▶ [DATA]:
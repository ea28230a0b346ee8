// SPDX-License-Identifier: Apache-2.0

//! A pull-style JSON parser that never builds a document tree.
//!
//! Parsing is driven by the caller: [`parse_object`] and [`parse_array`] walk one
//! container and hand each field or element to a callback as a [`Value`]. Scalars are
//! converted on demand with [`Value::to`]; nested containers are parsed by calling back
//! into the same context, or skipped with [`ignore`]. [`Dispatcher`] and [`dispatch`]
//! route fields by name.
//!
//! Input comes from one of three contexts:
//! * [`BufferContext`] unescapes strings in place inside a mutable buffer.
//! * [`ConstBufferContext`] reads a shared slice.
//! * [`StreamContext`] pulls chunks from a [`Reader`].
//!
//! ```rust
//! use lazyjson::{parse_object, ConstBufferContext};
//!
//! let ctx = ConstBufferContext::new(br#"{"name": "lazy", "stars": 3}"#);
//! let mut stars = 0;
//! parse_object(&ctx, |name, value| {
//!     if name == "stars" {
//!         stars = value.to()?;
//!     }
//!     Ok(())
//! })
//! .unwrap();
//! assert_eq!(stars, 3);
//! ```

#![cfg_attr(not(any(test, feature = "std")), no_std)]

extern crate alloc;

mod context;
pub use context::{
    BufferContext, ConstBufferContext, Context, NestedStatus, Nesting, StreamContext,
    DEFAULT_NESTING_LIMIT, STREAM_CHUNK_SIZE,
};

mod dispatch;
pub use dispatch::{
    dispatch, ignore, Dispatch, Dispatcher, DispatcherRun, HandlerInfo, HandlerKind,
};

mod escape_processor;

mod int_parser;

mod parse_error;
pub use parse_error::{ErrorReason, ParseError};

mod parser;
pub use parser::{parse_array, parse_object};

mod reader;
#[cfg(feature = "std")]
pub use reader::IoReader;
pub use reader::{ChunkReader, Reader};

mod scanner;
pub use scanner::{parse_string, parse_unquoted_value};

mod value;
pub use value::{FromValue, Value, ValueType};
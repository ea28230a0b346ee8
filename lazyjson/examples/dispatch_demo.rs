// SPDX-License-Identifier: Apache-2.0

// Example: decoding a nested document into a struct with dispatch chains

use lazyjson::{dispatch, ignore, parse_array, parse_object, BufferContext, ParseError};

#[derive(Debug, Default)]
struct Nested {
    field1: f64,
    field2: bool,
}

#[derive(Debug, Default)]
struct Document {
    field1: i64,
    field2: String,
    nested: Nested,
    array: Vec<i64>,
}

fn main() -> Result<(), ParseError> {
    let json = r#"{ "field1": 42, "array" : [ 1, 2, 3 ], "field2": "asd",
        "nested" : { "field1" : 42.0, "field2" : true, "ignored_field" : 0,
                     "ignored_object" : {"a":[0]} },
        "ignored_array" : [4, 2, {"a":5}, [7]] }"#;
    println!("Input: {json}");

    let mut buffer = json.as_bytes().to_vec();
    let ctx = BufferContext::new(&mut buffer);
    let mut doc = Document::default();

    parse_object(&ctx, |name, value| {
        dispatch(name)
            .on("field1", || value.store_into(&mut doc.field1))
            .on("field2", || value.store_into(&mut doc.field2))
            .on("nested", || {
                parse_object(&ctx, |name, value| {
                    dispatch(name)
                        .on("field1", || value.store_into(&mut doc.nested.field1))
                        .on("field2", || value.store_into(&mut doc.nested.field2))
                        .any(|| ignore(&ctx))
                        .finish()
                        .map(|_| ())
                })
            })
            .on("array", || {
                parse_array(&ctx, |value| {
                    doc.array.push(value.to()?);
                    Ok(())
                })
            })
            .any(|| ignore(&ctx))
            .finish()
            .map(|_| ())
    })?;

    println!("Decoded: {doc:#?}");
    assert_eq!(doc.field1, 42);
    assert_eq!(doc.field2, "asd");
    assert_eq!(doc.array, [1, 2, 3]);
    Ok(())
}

▶ [BRIEF]:
Using the records above, report how many lines include "feature", with no words around the number.

▶ [RESPONSE TO THE TASK]:
2